» **WHAT YOU SHOULD DO**
Find the line in the entries below that contains "reaper task stops.". Repeat it exactly, and every line after it through the line that contains "stops automatically when the handle is dropped.".

» **INFORMATION PROVIDED**
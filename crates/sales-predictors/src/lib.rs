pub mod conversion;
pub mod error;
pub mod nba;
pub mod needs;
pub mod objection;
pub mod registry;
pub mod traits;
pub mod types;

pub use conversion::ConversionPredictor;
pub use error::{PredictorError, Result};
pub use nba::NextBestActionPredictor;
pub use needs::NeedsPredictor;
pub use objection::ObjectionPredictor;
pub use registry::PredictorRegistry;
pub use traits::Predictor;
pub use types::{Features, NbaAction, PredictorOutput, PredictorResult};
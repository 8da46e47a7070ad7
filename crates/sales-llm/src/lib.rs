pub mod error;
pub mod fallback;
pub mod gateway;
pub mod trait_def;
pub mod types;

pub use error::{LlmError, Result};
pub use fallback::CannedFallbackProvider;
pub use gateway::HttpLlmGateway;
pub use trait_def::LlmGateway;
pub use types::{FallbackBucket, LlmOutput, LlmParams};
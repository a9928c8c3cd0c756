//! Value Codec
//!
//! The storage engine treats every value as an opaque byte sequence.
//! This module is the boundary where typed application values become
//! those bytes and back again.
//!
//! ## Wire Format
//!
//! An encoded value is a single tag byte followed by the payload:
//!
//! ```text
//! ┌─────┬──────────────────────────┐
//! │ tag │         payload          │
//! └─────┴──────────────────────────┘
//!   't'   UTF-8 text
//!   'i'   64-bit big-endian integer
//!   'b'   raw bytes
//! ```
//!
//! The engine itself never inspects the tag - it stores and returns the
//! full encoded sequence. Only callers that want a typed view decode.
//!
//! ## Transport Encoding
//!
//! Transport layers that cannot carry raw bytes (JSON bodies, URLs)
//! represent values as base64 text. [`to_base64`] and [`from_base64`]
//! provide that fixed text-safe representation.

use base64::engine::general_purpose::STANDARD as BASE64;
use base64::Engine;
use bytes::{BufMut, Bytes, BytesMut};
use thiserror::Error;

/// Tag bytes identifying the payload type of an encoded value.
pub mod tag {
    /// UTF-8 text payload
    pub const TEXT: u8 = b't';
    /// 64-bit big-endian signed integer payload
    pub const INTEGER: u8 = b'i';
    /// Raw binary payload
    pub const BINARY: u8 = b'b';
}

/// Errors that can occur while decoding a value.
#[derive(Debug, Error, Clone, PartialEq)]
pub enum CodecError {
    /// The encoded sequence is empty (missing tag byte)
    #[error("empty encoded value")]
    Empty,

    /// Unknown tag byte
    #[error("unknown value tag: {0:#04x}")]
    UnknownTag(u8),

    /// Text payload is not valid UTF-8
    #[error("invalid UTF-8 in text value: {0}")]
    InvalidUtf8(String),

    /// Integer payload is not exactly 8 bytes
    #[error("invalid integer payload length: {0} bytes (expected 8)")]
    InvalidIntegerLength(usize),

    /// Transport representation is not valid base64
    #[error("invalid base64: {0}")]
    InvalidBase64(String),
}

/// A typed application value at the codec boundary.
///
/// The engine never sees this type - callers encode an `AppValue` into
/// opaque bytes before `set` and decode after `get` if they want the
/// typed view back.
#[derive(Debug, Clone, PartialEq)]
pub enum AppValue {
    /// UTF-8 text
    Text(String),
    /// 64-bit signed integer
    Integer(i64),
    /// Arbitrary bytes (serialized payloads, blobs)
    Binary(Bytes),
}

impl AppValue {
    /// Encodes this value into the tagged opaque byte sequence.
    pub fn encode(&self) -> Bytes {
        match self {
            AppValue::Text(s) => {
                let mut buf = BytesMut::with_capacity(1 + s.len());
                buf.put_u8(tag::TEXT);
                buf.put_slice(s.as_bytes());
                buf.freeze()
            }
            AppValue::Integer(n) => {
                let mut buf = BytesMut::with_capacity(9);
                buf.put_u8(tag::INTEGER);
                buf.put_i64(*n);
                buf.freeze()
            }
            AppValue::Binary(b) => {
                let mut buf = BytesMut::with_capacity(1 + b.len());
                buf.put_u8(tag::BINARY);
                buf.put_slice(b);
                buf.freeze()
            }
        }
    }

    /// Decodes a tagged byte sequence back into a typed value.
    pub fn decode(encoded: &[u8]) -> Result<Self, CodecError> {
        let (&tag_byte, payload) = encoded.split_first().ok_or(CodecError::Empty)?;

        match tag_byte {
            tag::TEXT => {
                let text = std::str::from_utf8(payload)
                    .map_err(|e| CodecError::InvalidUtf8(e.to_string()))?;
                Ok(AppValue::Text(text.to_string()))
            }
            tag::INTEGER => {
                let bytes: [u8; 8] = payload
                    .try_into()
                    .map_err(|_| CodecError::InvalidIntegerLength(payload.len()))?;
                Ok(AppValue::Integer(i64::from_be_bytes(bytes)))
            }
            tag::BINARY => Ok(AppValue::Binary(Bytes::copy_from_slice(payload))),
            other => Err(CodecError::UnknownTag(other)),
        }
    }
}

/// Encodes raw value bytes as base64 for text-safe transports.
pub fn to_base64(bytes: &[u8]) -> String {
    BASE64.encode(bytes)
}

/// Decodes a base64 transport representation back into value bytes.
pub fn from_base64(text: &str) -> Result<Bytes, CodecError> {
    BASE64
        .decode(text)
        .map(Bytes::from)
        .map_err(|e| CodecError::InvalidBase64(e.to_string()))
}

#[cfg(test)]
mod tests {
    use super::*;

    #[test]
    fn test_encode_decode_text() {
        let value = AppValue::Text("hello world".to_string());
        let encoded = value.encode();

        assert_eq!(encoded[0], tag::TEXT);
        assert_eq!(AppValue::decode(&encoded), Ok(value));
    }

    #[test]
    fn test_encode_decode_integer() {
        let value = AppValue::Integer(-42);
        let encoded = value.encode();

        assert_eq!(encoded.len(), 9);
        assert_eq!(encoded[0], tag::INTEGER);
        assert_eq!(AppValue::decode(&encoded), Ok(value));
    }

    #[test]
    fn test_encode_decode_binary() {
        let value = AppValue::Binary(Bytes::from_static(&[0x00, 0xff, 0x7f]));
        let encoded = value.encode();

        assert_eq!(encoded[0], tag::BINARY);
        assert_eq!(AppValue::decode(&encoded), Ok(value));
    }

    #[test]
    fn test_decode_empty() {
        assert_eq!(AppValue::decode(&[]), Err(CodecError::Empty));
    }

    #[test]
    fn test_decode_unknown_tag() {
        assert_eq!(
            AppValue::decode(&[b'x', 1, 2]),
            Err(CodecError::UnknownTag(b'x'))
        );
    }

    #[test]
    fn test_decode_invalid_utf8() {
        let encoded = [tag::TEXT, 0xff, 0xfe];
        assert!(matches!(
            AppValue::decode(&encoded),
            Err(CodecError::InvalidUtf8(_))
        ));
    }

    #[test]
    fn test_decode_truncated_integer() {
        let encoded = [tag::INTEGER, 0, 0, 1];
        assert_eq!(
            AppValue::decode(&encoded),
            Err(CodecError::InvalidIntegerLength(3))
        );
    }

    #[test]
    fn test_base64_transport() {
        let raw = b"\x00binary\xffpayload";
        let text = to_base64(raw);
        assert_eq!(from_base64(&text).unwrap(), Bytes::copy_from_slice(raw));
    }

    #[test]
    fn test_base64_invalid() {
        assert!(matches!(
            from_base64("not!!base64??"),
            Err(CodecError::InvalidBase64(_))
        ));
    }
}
* * *
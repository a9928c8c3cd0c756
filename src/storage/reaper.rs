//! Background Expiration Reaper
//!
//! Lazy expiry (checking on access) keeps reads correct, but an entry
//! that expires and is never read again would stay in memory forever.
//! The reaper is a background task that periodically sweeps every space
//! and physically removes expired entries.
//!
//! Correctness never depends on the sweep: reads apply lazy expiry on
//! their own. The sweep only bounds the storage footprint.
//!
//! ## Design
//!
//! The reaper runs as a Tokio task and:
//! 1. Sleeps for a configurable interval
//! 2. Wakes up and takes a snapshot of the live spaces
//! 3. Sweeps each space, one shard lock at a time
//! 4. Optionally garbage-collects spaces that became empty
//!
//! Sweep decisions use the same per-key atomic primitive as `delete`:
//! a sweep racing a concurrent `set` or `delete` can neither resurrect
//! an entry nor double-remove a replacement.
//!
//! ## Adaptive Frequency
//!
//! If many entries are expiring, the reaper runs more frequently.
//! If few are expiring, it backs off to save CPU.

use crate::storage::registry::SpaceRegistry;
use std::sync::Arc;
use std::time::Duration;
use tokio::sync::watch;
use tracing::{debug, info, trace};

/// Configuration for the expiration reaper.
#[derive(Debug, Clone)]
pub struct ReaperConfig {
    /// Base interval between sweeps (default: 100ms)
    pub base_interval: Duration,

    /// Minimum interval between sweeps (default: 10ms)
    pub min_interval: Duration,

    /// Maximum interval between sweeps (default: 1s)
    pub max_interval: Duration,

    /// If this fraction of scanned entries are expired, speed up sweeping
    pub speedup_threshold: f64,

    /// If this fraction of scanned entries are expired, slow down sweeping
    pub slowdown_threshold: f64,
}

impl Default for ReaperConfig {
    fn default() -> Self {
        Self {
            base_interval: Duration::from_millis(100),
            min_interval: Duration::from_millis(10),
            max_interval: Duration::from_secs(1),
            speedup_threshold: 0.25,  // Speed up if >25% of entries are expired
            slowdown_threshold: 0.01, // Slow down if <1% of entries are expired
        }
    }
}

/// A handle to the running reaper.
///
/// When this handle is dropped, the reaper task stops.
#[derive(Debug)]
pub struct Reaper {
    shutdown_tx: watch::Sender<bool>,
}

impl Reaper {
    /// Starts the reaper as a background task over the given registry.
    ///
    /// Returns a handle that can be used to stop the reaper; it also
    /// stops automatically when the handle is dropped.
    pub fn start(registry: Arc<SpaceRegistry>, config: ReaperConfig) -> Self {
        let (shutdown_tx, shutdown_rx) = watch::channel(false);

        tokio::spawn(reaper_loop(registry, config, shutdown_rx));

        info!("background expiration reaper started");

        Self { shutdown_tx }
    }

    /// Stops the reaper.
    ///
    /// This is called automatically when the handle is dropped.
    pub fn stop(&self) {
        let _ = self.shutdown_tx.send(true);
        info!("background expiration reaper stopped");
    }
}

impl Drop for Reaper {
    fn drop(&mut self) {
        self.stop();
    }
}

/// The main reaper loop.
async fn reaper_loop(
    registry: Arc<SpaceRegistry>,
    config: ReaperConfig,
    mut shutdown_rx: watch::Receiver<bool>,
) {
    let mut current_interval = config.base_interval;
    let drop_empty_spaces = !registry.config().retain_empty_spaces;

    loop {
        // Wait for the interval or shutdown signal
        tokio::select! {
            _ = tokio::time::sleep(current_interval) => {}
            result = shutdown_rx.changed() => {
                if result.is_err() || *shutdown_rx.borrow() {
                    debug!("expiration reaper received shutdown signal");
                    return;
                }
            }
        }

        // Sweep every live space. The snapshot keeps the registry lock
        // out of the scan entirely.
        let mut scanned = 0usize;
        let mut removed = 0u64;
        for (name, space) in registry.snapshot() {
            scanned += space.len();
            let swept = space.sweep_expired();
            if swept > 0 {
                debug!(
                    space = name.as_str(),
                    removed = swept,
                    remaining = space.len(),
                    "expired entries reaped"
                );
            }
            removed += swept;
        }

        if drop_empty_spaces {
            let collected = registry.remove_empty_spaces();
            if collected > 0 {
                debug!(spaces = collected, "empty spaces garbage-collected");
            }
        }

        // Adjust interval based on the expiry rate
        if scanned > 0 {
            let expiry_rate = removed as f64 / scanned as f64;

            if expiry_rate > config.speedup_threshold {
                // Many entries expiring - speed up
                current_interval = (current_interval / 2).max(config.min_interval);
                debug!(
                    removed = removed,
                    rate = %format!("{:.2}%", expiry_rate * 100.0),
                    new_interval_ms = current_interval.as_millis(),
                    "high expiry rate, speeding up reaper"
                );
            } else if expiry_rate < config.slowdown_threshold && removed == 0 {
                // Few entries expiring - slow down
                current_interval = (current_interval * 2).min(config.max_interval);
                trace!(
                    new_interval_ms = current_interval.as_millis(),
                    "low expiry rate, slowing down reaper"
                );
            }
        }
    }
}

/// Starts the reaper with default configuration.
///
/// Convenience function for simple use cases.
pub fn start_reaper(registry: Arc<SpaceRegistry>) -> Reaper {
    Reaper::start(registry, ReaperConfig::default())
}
---
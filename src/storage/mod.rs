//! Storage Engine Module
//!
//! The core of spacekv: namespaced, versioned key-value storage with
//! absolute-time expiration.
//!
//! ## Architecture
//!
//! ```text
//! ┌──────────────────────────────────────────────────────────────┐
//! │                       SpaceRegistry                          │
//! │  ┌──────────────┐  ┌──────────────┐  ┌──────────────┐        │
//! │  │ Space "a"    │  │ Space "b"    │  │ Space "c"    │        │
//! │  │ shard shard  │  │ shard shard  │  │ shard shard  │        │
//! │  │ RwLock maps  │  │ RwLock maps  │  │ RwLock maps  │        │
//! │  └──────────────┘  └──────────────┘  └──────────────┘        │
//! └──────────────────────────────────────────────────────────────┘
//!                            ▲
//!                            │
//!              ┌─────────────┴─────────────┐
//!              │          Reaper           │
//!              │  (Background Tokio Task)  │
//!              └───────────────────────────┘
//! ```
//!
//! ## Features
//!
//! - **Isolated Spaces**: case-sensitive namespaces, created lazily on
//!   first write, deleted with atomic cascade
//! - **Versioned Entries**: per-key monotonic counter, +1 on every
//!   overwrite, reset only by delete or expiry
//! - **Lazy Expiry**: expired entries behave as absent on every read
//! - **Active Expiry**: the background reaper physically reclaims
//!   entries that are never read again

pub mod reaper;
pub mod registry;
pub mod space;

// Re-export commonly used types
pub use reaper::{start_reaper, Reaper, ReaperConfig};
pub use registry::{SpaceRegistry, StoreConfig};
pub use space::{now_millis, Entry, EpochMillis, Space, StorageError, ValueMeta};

» **SOLVED PROBLEM**
/// When this handle is dropped, the reaper task stops.
#[derive(Debug)]
pub struct Reaper {
    shutdown_tx: watch::Sender<bool>,
}

impl Reaper {
    /// Starts the reaper as a background task over the given registry.
    ///
    /// Returns a handle that can be used to stop the reaper; it also
    /// stops automatically when the handle is dropped.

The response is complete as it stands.